Terence Davies pertenecía a una generación británica demasiado joven para recordar la guerra en carne propia y demasiado mayor para sumarse a la ola punk treinta años posterior. Su infancia fue la misma resaca posbélica y postimperial en la que crecieron Martin Amis, Lennon y McCartney, Salman Rushdie o Roger Waters. Davies sería tan iconoclasta como los mencionados, pero su revolución callada y discreta, íntima, a contrapelo del cine británico de su tiempo, no parece contemporánea de Abbey Road (1969) sino un eco fantasmal de otro tiempo casi olvidado.
En medio de todo, durante los años setenta, Davies filmó por vía libre un tríptico de mediometrajes de los que casi cuatro décadas después emana una vida interior y una emoción mayor a la de muchos de sus contemporáneos: Children (1976), Madonna and Child (1980) y Death and Transfiguration (1983), agrupadas después como The Terence Davies Trilogy (1984), son ejercicios milagrosos en donde la infancia y el pasado personal son evocados no como fantasmas nostálgicos sino como presencias vivas, palpables. Ya Richard Brody señaló en The New Yorker que Davies ha sido incomprendido como un cineasta que vive en el pasado, cuando es el pasado el que habita en él como un presente continuo, pues su mirada creativa no está puesta en la añoranza de lo perdido sino en la enigmática distancia que separa a quienes fuimos de quienes somos hoy, al recordar.
En su filmografía, de sólo nueve largometrajes y cuatro cortos en casi medio siglo, Terence Davies no situó ninguna película en el presente ni el futuro. Todas son meditaciones parcialmente ficticias sobre pasados propios o ajenos, disfrazadas bajo el código de la biopic –de Emily Dickinson (Una pasión discreta, 2016) o Siegfried Sasoon (Benediction, 2021)–, respetuosas adaptaciones literarias –La casa de la alegría (2000), La biblia de neón (1995) o Canción del atardecer (2011), a partir de Edith Warthon, John Kennedy Toole y Lewis Grassic Gibbon, respectivamente– o versiones teatrales como The Deep Blue Sea (2011) –sobre la pieza de Terence Rattigan. Quizá fue este aparente academicismo del cineasta que se retrae y oculta detrás de formas tradicionales, “prestadas” de otros soportes, lo que generó en la crítica el prejuicio de un cineasta solemne y de elegancia manierista, distanciado de los sensibles experimentos autorales de su etapa inicial.

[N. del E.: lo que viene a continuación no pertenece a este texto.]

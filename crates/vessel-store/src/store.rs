//! The versioned state container.

use std::convert::Infallible;
use std::fmt;

use tracing::{debug, info};

use vessel_diff::diff;
use vessel_history::{History, HistoryEntry};
use vessel_patch::{apply_patch, touched_paths};
use vessel_types::{Direction, Patch, Path, Value};

use crate::bus::{Listener, SubscriptionBus, SubscriptionId};
use crate::config::StoreConfig;
use crate::error::{StoreError, StoreResult};
use crate::event::{EventKind, Notification};

/// Hook run on every edited draft before it is diffed.
pub type Processor = Box<dyn Fn(Value) -> Value + Send + Sync>;

/// A versioned in-memory state container.
///
/// Holds the current snapshot, the undo/redo history, and the subscribers.
/// Every operation runs to completion, notifications included, before it
/// returns. Mutating operations take `&mut self` and listeners only ever see
/// a shared borrow of the store's data, so a listener cannot re-enter the
/// store.
pub struct Store {
    state: Value,
    history: History,
    bus: SubscriptionBus,
    config: StoreConfig,
    processor: Option<Processor>,
}
//! A single undoable step.

use std::collections::HashSet;

use vessel_patch::{apply_patch, Applied, PatchResult};
use vessel_types::{Direction, Patch, Path, Value};

/// One committed step of history.
///
/// A plain mutation commits a single patch. A resumed batch commits every
/// patch recorded while paused, in the order they were recorded; each is
/// replayed with its own removal compaction so indices computed against an
/// already-compacted array stay valid.
#[derive(Clone, Debug, Default, PartialEq)]
pub struct HistoryEntry {
    patches: Vec<Patch>,
}

impl HistoryEntry {
    /// An entry holding one patch.
    pub fn single(patch: Patch) -> Self {
        Self {
            patches: vec![patch],
        }
    }

    /// An entry holding a batch of patches in recording order.
    pub fn batch(patches: Vec<Patch>) -> Self {
        Self { patches }
    }

    pub fn patches(&self) -> &[Patch] {
        &self.patches
    }

    /// Total number of operations across every patch.
    pub fn op_count(&self) -> usize {
        self.patches.iter().map(Patch::len).sum()
    }

    pub fn is_empty(&self) -> bool {
        self.patches.iter().all(Patch::is_empty)
    }

    /// Replay the entry onto `snapshot`.
    ///
    /// Forward replays patches first to last. Inverse replays them last to
    /// first, each inverted, so the batch is undone as one unit.
    pub fn apply(&self, snapshot: &Value, direction: Direction) -> PatchResult<Applied> {
        let mut value = snapshot.clone();
        let mut seen = HashSet::new();
        let mut touched = Vec::new();

        let mut replay = |patch: &Patch| -> PatchResult<()> {
            let applied = apply_patch(&value, patch, direction)?;
            value = applied.value;
            for path in applied.touched {
                if seen.insert(path.clone()) {
                    touched.push(path);
                }
            }
            Ok(())
        };

        match direction {
            Direction::Forward => self.patches.iter().try_for_each(&mut replay)?,
            Direction::Inverse => self.patches.iter().rev().try_for_each(&mut replay)?,
        }

        touched.sort_by_key(Path::len);
        Ok(Applied { value, touched })
    }
}
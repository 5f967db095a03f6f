//! Error types for history operations.

use thiserror::Error;

use vessel_patch::PatchError;
use vessel_types::Direction;

/// Errors that can occur while moving through the history.
#[derive(Debug, Clone, PartialEq, Error)]
pub enum HistoryError {
    /// An entry could not be replayed against the current snapshot.
    #[error("history entry {index} failed to replay ({direction:?}): {source}")]
    Replay {
        index: usize,
        direction: Direction,
        #[source]
        source: PatchError,
    },
}

/// Convenience type alias for history operations.
pub type HistoryResult<T> = std::result::Result<T, HistoryError>;
//! Undo/redo history for Vessel.
//!
//! Stores committed patches on a linear timeline with a cursor, and
//! coalesces the patches recorded while paused into a single entry.
//!
//! # Key Types
//!
//! - [`History`] -- Timeline, cursor, pause flag, and pending batch
//! - [`HistoryEntry`] -- One undoable step (one patch, or a resumed batch)
//! - [`Recorded`] -- Outcome of recording a patch
//! - [`Step`] -- A replayed undo or redo

pub mod entry;
pub mod error;
pub mod history;

pub use entry::HistoryEntry;
pub use error::{HistoryError, HistoryResult};
pub use history::{History, Recorded, Step};
//! Vessel: a versioned in-memory state container.
//!
//! A [`Store`] holds one immutable snapshot of a plain value tree. Edits are
//! made against a draft, diffed into a patch, and replayed copy-on-write so
//! the next snapshot shares every untouched subtree with the previous one.
//! Patches go onto an undo/redo history; pausing coalesces many edits (a
//! drag gesture, say) into one undoable step. Subscribers hear about every
//! change, either globally or for a single dotted path.
//!
//! # Key Types
//!
//! - [`Store`] -- The container: mutate, update, pause, resume, undo, redo
//! - [`StoreConfig`] / [`DraftStrategy`] -- How drafts are made, how much history is kept
//! - [`SubscriptionBus`] / [`SubscriptionId`] -- Listener registry and fan-out
//! - [`Notification`] / [`EventKind`] -- What a listener receives
//!
//! # Example
//!
//! ```
//! use vessel_store::{Store, Value};
//!
//! let mut store = Store::new(Value::from(serde_json::json!({"fruits": ["apple"]})));
//! store.mutate(|s| s["fruits"].push("pear").unwrap()).unwrap();
//! assert_eq!(store.state()["fruits"].len(), 2);
//!
//! store.undo().unwrap();
//! assert_eq!(store.state()["fruits"].len(), 1);
//! ```

pub mod bus;
pub mod config;
pub mod draft;
pub mod error;
pub mod event;
pub mod store;

pub use bus::{Listener, SubscriptionBus, SubscriptionId};
pub use config::StoreConfig;
pub use draft::DraftStrategy;
pub use error::{StoreError, StoreResult};
pub use event::{EventKind, Notification};
pub use store::{Processor, Store};

pub use vessel_types::{Patch, Path, Rich, Value};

Volver a su filmografía basta para sacudir este malentendido. Un melodrama de Terence Davies, de los mayores a los discretos, termina siempre por ser una reescritura apasionada y lúcida de los temas que ocuparon a su autor. Como aquel lugar común sobre Flaubert, el del autor invisible pero omnipresente en su creación, el cine de Davies a partir de La biblia de neón fue el ejercicio virtuoso de un autor hábil para camuflarse detrás de la devoción –bien aprendida por Almodóvar– por sus actrices y personajes femeninos: las mujeres con rostro de Gena Rowlands, Gillian Anderson, Cynthia Nixon, Rachel Weisz. De todas ellas y sus incandescentes trabajos bajo su guía Davies podría decir “Madame Bovary soy yo”. Y, en efecto, lo era.